- Opening Delimiter -

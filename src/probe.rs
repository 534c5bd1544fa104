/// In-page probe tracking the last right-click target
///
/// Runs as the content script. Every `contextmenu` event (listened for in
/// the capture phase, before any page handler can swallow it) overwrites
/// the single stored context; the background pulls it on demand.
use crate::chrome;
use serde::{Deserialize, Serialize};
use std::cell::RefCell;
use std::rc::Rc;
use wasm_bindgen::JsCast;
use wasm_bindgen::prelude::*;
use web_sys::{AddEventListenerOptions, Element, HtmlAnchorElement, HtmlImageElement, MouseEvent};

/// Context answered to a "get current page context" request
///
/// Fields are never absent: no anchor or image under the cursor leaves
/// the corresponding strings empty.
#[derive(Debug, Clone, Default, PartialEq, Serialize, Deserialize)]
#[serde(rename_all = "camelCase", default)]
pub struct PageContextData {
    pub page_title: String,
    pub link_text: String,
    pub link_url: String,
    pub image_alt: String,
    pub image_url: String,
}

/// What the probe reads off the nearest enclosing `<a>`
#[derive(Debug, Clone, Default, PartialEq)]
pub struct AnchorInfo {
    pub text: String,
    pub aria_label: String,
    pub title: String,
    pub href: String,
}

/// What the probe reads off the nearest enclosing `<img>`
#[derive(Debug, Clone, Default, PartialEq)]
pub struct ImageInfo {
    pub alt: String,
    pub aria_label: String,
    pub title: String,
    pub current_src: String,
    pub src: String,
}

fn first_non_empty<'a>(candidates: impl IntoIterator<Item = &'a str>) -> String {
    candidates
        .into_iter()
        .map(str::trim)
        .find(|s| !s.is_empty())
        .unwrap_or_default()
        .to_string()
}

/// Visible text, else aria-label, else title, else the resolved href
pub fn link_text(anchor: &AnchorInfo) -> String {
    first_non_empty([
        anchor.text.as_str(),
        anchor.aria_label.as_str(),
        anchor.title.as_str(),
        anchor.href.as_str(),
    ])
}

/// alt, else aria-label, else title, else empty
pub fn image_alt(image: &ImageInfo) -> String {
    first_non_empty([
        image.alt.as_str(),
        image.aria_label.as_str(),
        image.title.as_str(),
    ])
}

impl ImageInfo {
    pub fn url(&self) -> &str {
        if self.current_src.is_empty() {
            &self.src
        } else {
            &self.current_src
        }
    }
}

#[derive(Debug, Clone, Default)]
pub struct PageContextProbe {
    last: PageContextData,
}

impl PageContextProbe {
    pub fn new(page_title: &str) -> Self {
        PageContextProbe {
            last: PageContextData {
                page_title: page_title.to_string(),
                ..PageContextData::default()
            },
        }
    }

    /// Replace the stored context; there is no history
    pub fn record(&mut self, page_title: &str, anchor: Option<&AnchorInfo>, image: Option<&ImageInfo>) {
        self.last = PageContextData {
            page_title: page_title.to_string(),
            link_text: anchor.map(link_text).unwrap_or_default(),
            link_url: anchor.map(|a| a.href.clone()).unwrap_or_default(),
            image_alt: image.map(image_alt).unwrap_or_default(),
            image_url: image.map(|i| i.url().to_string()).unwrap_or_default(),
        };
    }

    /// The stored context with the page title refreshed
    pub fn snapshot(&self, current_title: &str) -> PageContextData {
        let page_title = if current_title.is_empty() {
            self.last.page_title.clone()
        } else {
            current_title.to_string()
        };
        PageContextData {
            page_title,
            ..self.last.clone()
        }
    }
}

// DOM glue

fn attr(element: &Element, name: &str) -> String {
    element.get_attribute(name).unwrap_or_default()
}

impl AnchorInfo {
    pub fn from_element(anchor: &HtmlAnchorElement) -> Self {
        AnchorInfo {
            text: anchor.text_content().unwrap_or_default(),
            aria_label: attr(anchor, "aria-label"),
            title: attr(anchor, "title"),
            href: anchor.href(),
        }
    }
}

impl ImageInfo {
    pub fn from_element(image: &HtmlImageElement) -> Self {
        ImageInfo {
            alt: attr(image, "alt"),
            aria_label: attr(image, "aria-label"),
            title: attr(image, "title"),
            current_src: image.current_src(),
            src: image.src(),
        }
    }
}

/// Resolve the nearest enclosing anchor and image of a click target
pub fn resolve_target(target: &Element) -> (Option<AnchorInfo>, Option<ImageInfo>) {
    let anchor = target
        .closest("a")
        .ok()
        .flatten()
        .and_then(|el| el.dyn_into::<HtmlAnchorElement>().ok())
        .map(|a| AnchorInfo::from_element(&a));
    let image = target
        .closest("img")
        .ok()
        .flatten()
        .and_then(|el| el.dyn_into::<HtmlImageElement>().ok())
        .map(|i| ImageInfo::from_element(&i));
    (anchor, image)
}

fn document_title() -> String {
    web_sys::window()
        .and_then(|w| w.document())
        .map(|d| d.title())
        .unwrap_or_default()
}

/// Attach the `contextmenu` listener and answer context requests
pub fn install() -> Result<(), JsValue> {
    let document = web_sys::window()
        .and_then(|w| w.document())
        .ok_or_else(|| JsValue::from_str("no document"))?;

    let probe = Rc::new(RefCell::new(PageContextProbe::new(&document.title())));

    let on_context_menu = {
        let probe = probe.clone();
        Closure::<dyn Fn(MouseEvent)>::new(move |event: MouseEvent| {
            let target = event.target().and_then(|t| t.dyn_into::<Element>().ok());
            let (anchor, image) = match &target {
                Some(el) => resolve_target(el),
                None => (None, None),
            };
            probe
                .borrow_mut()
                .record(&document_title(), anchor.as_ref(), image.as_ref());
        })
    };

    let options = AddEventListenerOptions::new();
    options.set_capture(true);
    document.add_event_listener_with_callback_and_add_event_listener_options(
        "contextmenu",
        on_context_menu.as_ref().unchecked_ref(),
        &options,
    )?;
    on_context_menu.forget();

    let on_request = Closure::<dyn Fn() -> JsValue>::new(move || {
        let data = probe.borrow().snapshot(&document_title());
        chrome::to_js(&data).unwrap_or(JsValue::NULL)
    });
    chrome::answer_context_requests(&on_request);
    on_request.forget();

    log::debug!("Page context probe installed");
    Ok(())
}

- Closing Delimiter -

* _TASK ITEM_
Scan the listing for the string "RefCell" and copy every line that carries it.

* _SOLUTION FOR THIS PROBLEM_
use std::cell::RefCell;
    let probe = Rc::new(RefCell::new(PageContextProbe::new(&document.title())));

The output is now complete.